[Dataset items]
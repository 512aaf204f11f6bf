use std::sync::Arc;
use std::time::Duration;

use tokio::task::JoinHandle;
use tracing::{debug, info};

use super::tiered::TieredCache;

/// Spawn a task that drops expired entries from both tiers every `period`.
///
/// The first sweep happens one full period after spawning. The task runs
/// until its handle is aborted.
pub fn spawn_sweeper<V>(cache: Arc<TieredCache<V>>, period: Duration) -> JoinHandle<()>
where
    V: Send + 'static,
{
    tokio::spawn(async move {
        let mut interval = tokio::time::interval(period);
        interval.tick().await;
        loop {
            interval.tick().await;
            let report = cache.sweep_expired();
            if report.total > 0 {
                info!(
                    near_removed = report.near_removed,
                    far_removed = report.far_removed,
                    total = report.total,
                    "swept expired cache entries"
                );
            } else {
                debug!("expiry sweep found nothing to remove");
            }
        }
    })
}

### BRIEF
Retype exactly the lines from the one containing "handle is aborted." through the last line of the records above, including both.

### REPLY
/// until its handle is aborted.
pub fn spawn_sweeper<V>(cache: Arc<TieredCache<V>>, period: Duration) -> JoinHandle<()>
where
    V: Send + 'static,
{
    tokio::spawn(async move {
        let mut interval = tokio::time::interval(period);
        interval.tick().await;
        loop {
            interval.tick().await;
            let report = cache.sweep_expired();
            if report.total > 0 {
                info!(
                    near_removed = report.near_removed,
                    far_removed = report.far_removed,
                    total = report.total,
                    "swept expired cache entries"
                );
            } else {
                debug!("expiry sweep found nothing to remove");
            }
        }
    })
}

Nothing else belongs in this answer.